Such as Pachelbel. You know, from Pachelbel’s Canon in D? Goes a little something like “Da da-da da da-da da da-da-da-da-da-da da da-da da da-da da da-da-da-da-da-da…” Yes? No? Well, you hear it EVERYWHERE. That same chord progression is in tons of pop songs, folk, country, even punk rock. You know, in stuff like “As we go on… We remember… All the times we… Spent together…”

That’s all Pachelbel.

See, I don’t have a personal beef with the man, but that song is so catchy and repetitive, it drives me NUTS!!! Now that I’ve written about it, I expect that I won’t be able to get the melody out of my head for the next four days.

Now, normally I wouldn’t complain about something like this. It’s so ubiquitous, what’s the point in whinging? It’s all fairly harmless anyhow, right? Well, some time ago, I found a kindred spirit on YouTube, so now I feel entirely justified in expressing my frustrations.

I didn’t expect to escape this composer completely and I was fine with that. I listen to songs that have the same chord progression, though disguised cleverly enough that I don’t notice unless I pay attention. However, the school I work at seems to take particular joy in tormenting me. During lunch period every day, they tend to play music of some sort and, guess what?, every couple of days, the original, true-blue Pachelbel’s Canon in D comes over the speakers and that’s it! Game over! Song’s in my head for the rest of the day! I’m starting to think that I would be listening to this damned tune even if I was doing Peace Corps work in Nicaragua.

If you’re curious and need a good laugh, here’s the Pachelbel Rant! It’ll give you an idea of my thought process.




Anyhow, it’s erring on 10:30pm here, I get up at 5:30am every day, and this post is long enough. Before the Song of the Week, though, let me just leave you with another little tidbit:

I went to an Okinawan restaurant with some coworkers a couple of weeks ago and accidentally ate a pig’s ear. I mean, it was food and was definitely meant to be eaten, but I didn’t realize that I’d just chewed up a pig’s ear and swallowed it until five minutes later.

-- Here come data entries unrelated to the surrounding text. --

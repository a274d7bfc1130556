//! Benchmark support crate for spanwise.
//!
//! Provides seeded graph fixtures and parameter types shared by the Criterion
//! benchmarks for the spanning tree engines and the random generator.

pub mod error;
pub mod fixture;
pub mod params;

I just thought that it was octopus or something else comparably chewy and cartilaginous.

Whoops.



Song of the Week: I have been playing some songs for a few elementary school classes this week. “Hungry Like The Wolf” by Duran Duran happened to be one of them and, ever since I had the idea to play it in class, I have not been able to flush it out of my head. Still, it’s better than Pachelbel!

Sunday, April 14, 2019

Parental Advisory: Explicit Content

Is there a better way to begin this week than with a penis festival? Yes? No? Well, either way, Japan has one.

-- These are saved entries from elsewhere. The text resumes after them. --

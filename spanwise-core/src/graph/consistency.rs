//! Agreement checks between the matrix and list representations.
//!
//! Both representations are mutated in lockstep by [`Graph`]. These checks
//! confirm they still agree after any mix of insertions, resets, loads and
//! generations.

use thiserror::Error;
use tracing::{Level, debug, trace};

use super::Graph;

/// Describes the first representation disagreement found by
/// [`Graph::check_consistency`].
#[derive(Clone, Debug, Error, Eq, PartialEq)]
pub enum ConsistencyViolation {
    /// A diagonal matrix cell held an edge.
    #[error("matrix diagonal at vertex {vertex} holds weight {weight}")]
    SelfLoop {
        /// Vertex whose diagonal cell is non-zero.
        vertex: usize,
        /// Weight found on the diagonal.
        weight: u32,
    },
    /// `matrix[row][column]` differs from `matrix[column][row]`.
    #[error("matrix is asymmetric at ({row}, {column})")]
    Asymmetric {
        /// Row of the first cell.
        row: usize,
        /// Column of the first cell.
        column: usize,
    },
    /// The matrix records an edge that the vertex's list lacks.
    #[error("vertex {vertex} has no list record for neighbour {neighbour} with weight {weight}")]
    MissingRecord {
        /// Vertex whose list is missing the record.
        vertex: usize,
        /// Neighbour expected in the list.
        neighbour: usize,
        /// Weight stored in the matrix.
        weight: u32,
    },
    /// The list holds a record for which the matrix has no edge.
    #[error("vertex {vertex} lists neighbour {neighbour} but the matrix has no edge")]
    OrphanRecord {
        /// Vertex owning the record.
        vertex: usize,
        /// Neighbour named by the record.
        neighbour: usize,
    },
    /// A list record's weight differs from the matrix cell, typically left
    /// behind by inserting the same pair twice.
    #[error(
        "vertex {vertex} lists neighbour {neighbour} with weight {weight} but the matrix holds {matrix_weight}"
    )]
    StaleRecord {
        /// Vertex owning the record.
        vertex: usize,
        /// Neighbour named by the record.
        neighbour: usize,
        /// Weight stored in the record.
        weight: u32,
        /// Weight stored in the matrix.
        matrix_weight: u32,
    },
    /// A vertex lists the same neighbour more than once, typically left
    /// behind by inserting the same pair twice with the same weight.
    #[error("vertex {vertex} lists neighbour {neighbour} more than once")]
    DuplicateRecord {
        /// Vertex owning the records.
        vertex: usize,
        /// Neighbour named by every copy.
        neighbour: usize,
    },
    /// The number of list records is not twice the edge count.
    #[error("{records} list records stored for {edge_count} edges")]
    RecordCount {
        /// Total records across all lists.
        records: usize,
        /// Edge count reported by the graph.
        edge_count: usize,
    },
}

impl Graph {
    /// Verifies that the matrix and the adjacency list describe the same
    /// edge set.
    ///
    /// # Errors
    /// Returns the first [`ConsistencyViolation`] encountered.
    ///
    /// # Examples
    /// ```
    /// use spanwise_core::Graph;
    ///
    /// let mut graph = Graph::new(3)?;
    /// graph.add_edge(0, 1, 4)?;
    /// graph.add_edge(1, 2, 7)?;
    /// assert!(graph.check_consistency().is_ok());
    /// # Ok::<(), Box<dyn std::error::Error>>(())
    /// ```
    pub fn check_consistency(&self) -> Result<(), ConsistencyViolation> {
        if tracing::enabled!(Level::TRACE) {
            trace!(
                vertex_count = self.vertex_count(),
                edge_count = self.edge_count(),
                "checking representation consistency"
            );
        }
        self.check_matrix_shape()?;
        self.check_matrix_against_list()?;
        self.check_list_against_matrix()?;

        let records = self.adjacency().record_count();
        let expected = self.edge_count().saturating_mul(2);
        if records != expected {
            debug!(records, expected, "record count mismatch");
            return Err(ConsistencyViolation::RecordCount {
                records,
                edge_count: self.edge_count(),
            });
        }
        Ok(())
    }

    fn check_matrix_shape(&self) -> Result<(), ConsistencyViolation> {
        let matrix = self.matrix();
        for row in 0..matrix.order() {
            let weight = matrix.get(row, row);
            if weight != 0 {
                return Err(ConsistencyViolation::SelfLoop {
                    vertex: row,
                    weight,
                });
            }
            for column in (row + 1)..matrix.order() {
                if matrix.get(row, column) != matrix.get(column, row) {
                    return Err(ConsistencyViolation::Asymmetric { row, column });
                }
            }
        }
        Ok(())
    }

    fn check_matrix_against_list(&self) -> Result<(), ConsistencyViolation> {
        for (vertex, row) in self.matrix().rows().enumerate() {
            for (neighbour, &weight) in row.iter().enumerate() {
                if weight == 0 {
                    continue;
                }
                let listed = self
                    .neighbours(vertex)
                    .any(|record| record.vertex() == neighbour && record.weight() == weight);
                if !listed {
                    return Err(ConsistencyViolation::MissingRecord {
                        vertex,
                        neighbour,
                        weight,
                    });
                }
            }
        }
        Ok(())
    }

    fn check_list_against_matrix(&self) -> Result<(), ConsistencyViolation> {
        // `listed_by[n] == v` once vertex `v` has shown a record for `n`.
        let mut listed_by = vec![usize::MAX; self.vertex_count()];
        for (vertex, records) in self.adjacency().iter() {
            for record in records {
                match self.matrix().get(vertex, record.vertex()) {
                    0 => {
                        return Err(ConsistencyViolation::OrphanRecord {
                            vertex,
                            neighbour: record.vertex(),
                        });
                    }
                    matrix_weight if matrix_weight != record.weight() => {
                        return Err(ConsistencyViolation::StaleRecord {
                            vertex,
                            neighbour: record.vertex(),
                            weight: record.weight(),
                            matrix_weight,
                        });
                    }
                    _ => {}
                }
                if let Some(owner) = listed_by.get_mut(record.vertex()) {
                    if *owner == vertex {
                        return Err(ConsistencyViolation::DuplicateRecord {
                            vertex,
                            neighbour: record.vertex(),
                        });
                    }
                    *owner = vertex;
                }
            }
        }
        Ok(())
    }
}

Apparently a good number of my coworkers were already aware of this bizarre celebration. I, however, was not expecting an article (and picture) about a giant, enshrined dick appearing on the group chat. So, of course, I immediately made plans to attend the next day. What else was I supposed to do? Besides. It was only forty minutes away.

Apparently the Kanamara Festival stems from a local tradition and a couple of legends that go along with it. The first legend is that the Shinto goddess Izamani once gave birth to a fire god. This left her weak, injured. Two gods of mining and blacksmiths, Kanayamahiko and Kanayamahime, then healed her wounds. Because of this, local sex workers near this shrine would pray to these gods for protection from STDs, childbirth, and similar hazards of their trade. The other story claims that a demon fell in love with a local woman in the area. Instead of sending her flowers and chocolates, though, he decided to inhabit her vagina.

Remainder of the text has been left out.